In the end, I like a lot of the development and the story but in some ways this book feels like a tangent. She got away from her friends, but her calling Ed re-established that link and, of course, she still kept in touch with Anthony. She held her tenuous ties to Salem and, ultimately, ended up going back there. I can’t shake a small feeling that the book was a distraction, that the plot, the meta being established, is all in Salem so why did we zip over to San Francisco only to return again? Especially since the way this book ended invalidated so many of the personal relationships she forged in San Francisco. It felt almost like the book finished with a great big reset button. Despite that, I am glad that the events touched on in the first book haven’t been brushed into the irrelevant past and are still going to loom large in the coming story – and that we have meta plot that was begun in the very first book.

I really do like the imagery involved with Samantha’s repressed memories, the different years she’s buried, the things she had to deal with then and it adds to her ongoing representation of trauma. Her past isn’t just something that troubles her or upsets her – she is still haunted by it, by the memories, the flashbacks and the nightmares. They can be heavy at times but it’s a powerful depiction and a relief from so much of the genre where traumatic pasts and horrific childhoods are used for relatively empty characterisation without.

I also enjoy it as an interesting way to limit a super-powered character. It’s clear that Samantha is powerful and knowledgeable and probably more dangerous than anyone else in the books. She also has vast potential – it’s difficult with such a character not to have her become all powerful, that she has reasonable limits or to make sure that she doesn’t become defined by her power. Having a powerful character with a strong reason to avoid her power  coupled with these memory blocks leaves her with all of her potential without her becoming a roving, dangerous.

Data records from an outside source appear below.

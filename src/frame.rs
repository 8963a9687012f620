//! PN532 "normal information frame" codec.
//!
//! Layout: preamble `00`, start code `00 FF`, `LEN`, `LCS` (two's-complement
//! of `LEN`), data (`TFI` + command/response code + parameters), `DCS`
//! (two's-complement of the data byte sum), postamble `00`. Mirrors the
//! framing/checksum style of `dfu/packet.rs`'s HCI packets, adapted to the
//! PN532's simpler fixed preamble/postamble rather than SLIP encoding.

use std::io;
use std::time::Instant;

use crate::error::Pn532Error;

pub const PREAMBLE: u8 = 0x00;
pub const START_CODE: [u8; 2] = [0x00, 0xFF];
pub const POSTAMBLE: u8 = 0x00;

/// Transport frame identifier, host-to-device direction.
pub const TFI_HOST_TO_PN532: u8 = 0xD4;
/// Transport frame identifier, device-to-host direction.
pub const TFI_PN532_TO_HOST: u8 = 0xD5;

/// Fixed 6-byte ACK frame the PN532 sends after accepting a command.
pub const ACK_FRAME: [u8; 6] = [0x00, 0x00, 0xFF, 0x00, 0xFF, 0x00];

/// Two's-complement of a running byte sum, modulo 256.
fn checksum(sum: u8) -> u8 {
    (0u8).wrapping_sub(sum)
}

/// Builds a normal information frame carrying `cmd` and `params` from the
/// host. `LEN = 2 + params.len()` (TFI + cmd byte included); the caller must
/// keep `params.len() <= 253` so `LEN` fits in one byte.
pub fn build(cmd: u8, params: &[u8]) -> Vec<u8> {
    assert!(params.len() <= 253, "frame params too large for a normal frame");

    let len = 2 + params.len() as u8;
    let lcs = checksum(len);

    let mut data_sum = TFI_HOST_TO_PN532.wrapping_add(cmd);
    for &b in params {
        data_sum = data_sum.wrapping_add(b);
    }
    let dcs = checksum(data_sum);

    let mut frame = Vec::with_capacity(7 + params.len() + 1);
    frame.push(PREAMBLE);
    frame.extend_from_slice(&START_CODE);
    frame.push(len);
    frame.push(lcs);
    frame.push(TFI_HOST_TO_PN532);
    frame.push(cmd);
    frame.extend_from_slice(params);
    frame.push(dcs);
    frame.push(POSTAMBLE);
    frame
}

/// Reads a response frame off `read`, in two stages as the UART delivers it:
/// a fixed 5-byte header (preamble, start code, `LEN`, `LCS`), then
/// `LEN + 2` more bytes (data + `DCS` + postamble). `read` is handed the
/// remaining time budget on each call and returns however many bytes it
/// managed to read (possibly fewer than the buffer, possibly zero on a
/// timeout); call until the buffer fills or the deadline passes.
///
/// Returns the data block starting with the response TFI (`0xD5`) and
/// response code, with `DCS`/postamble stripped.
pub fn parse_response(
    read: &mut dyn FnMut(&mut [u8], std::time::Duration) -> io::Result<usize>,
    deadline: Instant,
) -> Result<Vec<u8>, Pn532Error> {
    let mut header = [0u8; 5];
    read_exact_by_deadline(read, &mut header, deadline)?;

    if header[0] != PREAMBLE || header[1] != START_CODE[0] || header[2] != START_CODE[1] {
        return Err(Pn532Error::NoResponse);
    }
    let len = header[3];
    let lcs = header[4];
    if len.wrapping_add(lcs) != 0 {
        return Err(Pn532Error::NoResponse);
    }

    let mut rest = vec![0u8; len as usize + 2];
    read_exact_by_deadline(read, &mut rest, deadline)?;

    let data = &rest[..len as usize];
    let dcs = rest[len as usize];
    let postamble = rest[len as usize + 1];
    if postamble != POSTAMBLE {
        return Err(Pn532Error::NoResponse);
    }

    let data_sum = data.iter().fold(0u8, |acc, &b| acc.wrapping_add(b));
    if data_sum.wrapping_add(dcs) != 0 {
        return Err(Pn532Error::NoResponse);
    }

    Ok(data.to_vec())
}

/// Accumulates partial reads into `buf` until it is full or `deadline`
/// passes, mirroring `dfu/protocol.rs::wait_for_ack`'s deadline loop.
fn read_exact_by_deadline(
    read: &mut dyn FnMut(&mut [u8], std::time::Duration) -> io::Result<usize>,
    buf: &mut [u8],
    deadline: Instant,
) -> Result<(), Pn532Error> {
    let mut filled = 0;
    while filled < buf.len() {
        let remaining = deadline.saturating_duration_since(Instant::now());
        if remaining.is_zero() {
            return Err(Pn532Error::NoResponse);
        }
        let n = read(&mut buf[filled..], remaining)?;
        if n == 0 && Instant::now() >= deadline {
            return Err(Pn532Error::NoResponse);
        }
        filled += n;
    }
    Ok(())
}

#[cfg(test)]
mod tests {
    use super::*;
    use std::time::Duration;

    fn scripted_reader(mut chunks: Vec<Vec<u8>>) -> impl FnMut(&mut [u8], Duration) -> io::Result<usize> {
        chunks.reverse();
        move |buf, _timeout| {
            let Some(chunk) = chunks.pop() else {
                return Ok(0);
            };
            let n = chunk.len().min(buf.len());
            buf[..n].copy_from_slice(&chunk[..n]);
            Ok(n)
        }
    }

    #[test]
    fn build_produces_well_formed_checksums() {
        let frame = build(0x02, &[]);
        assert_eq!(frame[0], PREAMBLE);
        assert_eq!(&frame[1..3], &START_CODE);
        let len = frame[3];
        let lcs = frame[4];
        assert_eq!(len.wrapping_add(lcs), 0);
        assert_eq!(len, 2);
        let data = &frame[5..5 + len as usize];
        let dcs = frame[5 + len as usize];
        let sum = data.iter().fold(0u8, |a, &b| a.wrapping_add(b));
        assert_eq!(sum.wrapping_add(dcs), 0);
        assert_eq!(*frame.last().unwrap(), POSTAMBLE);
    }

    #[test]
    fn round_trip_sweep_over_commands_and_param_lengths() {
        for cmd in [0x00u8, 0x01, 0x14, 0x4A, 0x86, 0xFF] {
            for len in [0usize, 1, 5, 59, 253] {
                let params: Vec<u8> = (0..len).map(|i| (i % 256) as u8).collect();
                let frame = build(cmd, &params);

                // Re-derive the response-shaped data block directly (frame
                // layout is symmetric: TFI/cmd/params/DCS sit in the same
                // position whichever direction produced them).
                let data_len = frame[3] as usize;
                let data = &frame[5..5 + data_len];
                assert_eq!(data[0], TFI_HOST_TO_PN532);
                assert_eq!(data[1], cmd);
                assert_eq!(&data[2..], &params[..]);
            }
        }
    }

    #[test]
    fn parse_response_recovers_data_block() {
        let tfi_and_code_and_params = [TFI_PN532_TO_HOST, 0x03, 0x32, 0x01, 0x06, 0x07];
        let len = tfi_and_code_and_params.len() as u8;
        let lcs = checksum(len);
        let sum = tfi_and_code_and_params.iter().fold(0u8, |a, &b| a.wrapping_add(b));
        let dcs = checksum(sum);

        let mut bytes = vec![PREAMBLE, START_CODE[0], START_CODE[1], len, lcs];
        bytes.extend_from_slice(&tfi_and_code_and_params);
        bytes.push(dcs);
        bytes.push(POSTAMBLE);

        let mut reader = scripted_reader(vec![bytes[..5].to_vec(), bytes[5..].to_vec()]);
        let deadline = Instant::now() + Duration::from_millis(500);
        let data = parse_response(&mut reader, deadline).unwrap();
        assert_eq!(data, tfi_and_code_and_params);
    }

    #[test]
    fn parse_response_rejects_bad_checksum() {
        let mut bytes = vec![PREAMBLE, START_CODE[0], START_CODE[1], 0x02, checksum(0x02)];
        bytes.extend_from_slice(&[TFI_PN532_TO_HOST, 0x03]);
        bytes.push(0x00); // wrong DCS
        bytes.push(POSTAMBLE);

        let mut reader = scripted_reader(vec![bytes[..5].to_vec(), bytes[5..].to_vec()]);
        let deadline = Instant::now() + Duration::from_millis(500);
        assert!(matches!(parse_response(&mut reader, deadline), Err(Pn532Error::NoResponse)));
    }

    #[test]
    fn parse_response_times_out_on_short_stream() {
        let mut reader = scripted_reader(vec![vec![PREAMBLE, START_CODE[0]]]);
        let deadline = Instant::now() + Duration::from_millis(20);
        assert!(matches!(parse_response(&mut reader, deadline), Err(Pn532Error::NoResponse)));
    }

    #[test]
    fn ack_frame_is_the_fixed_constant() {
        assert_eq!(ACK_FRAME, [0x00, 0x00, 0xFF, 0x00, 0xFF, 0x00]);
    }
}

We do have an inclusion issue that has continued from the first book. This San Francisco is entirely straight. We do have some POC – a Latina medical examiner (who appears once and then speaks occasionally on the phone. Which is a shame because she seemed to be an interesting character I would have liked to see more of) and one of the murder victims is Native American. The Native American elements have some interesting issues that were touched upon – the idea of losing culture and heritage over the generations, the importance of preserving cultural lands and artefacts. But both had the sense of being included for story purposes rather than to build a more well rounded character – the lands so they could have a woo-woo cave with legends attached, the shaman so they could discuss a magical practitioner. It creates a sense that, had the woo-woo justifications not been needed, these characterisations wouldn’t have been either.

I’m left really fascinate with this series and hooked in. The story is interesting enough, novel enough and exciting enough that I definitely want to know what’s happening next, what is behind the Last Grave, what is the source of so much trouble in so many different places. The world building is intriguing enough to make me curious about the demons, the magic and what may come. But, perhaps most, Samantha is a character I’m invested enough in to want to know where she goes from here, how she develops, how she deals with her past and what is she going to become as she uncovers more of her memories and self. There’s a lot more to come here and I look forward to it.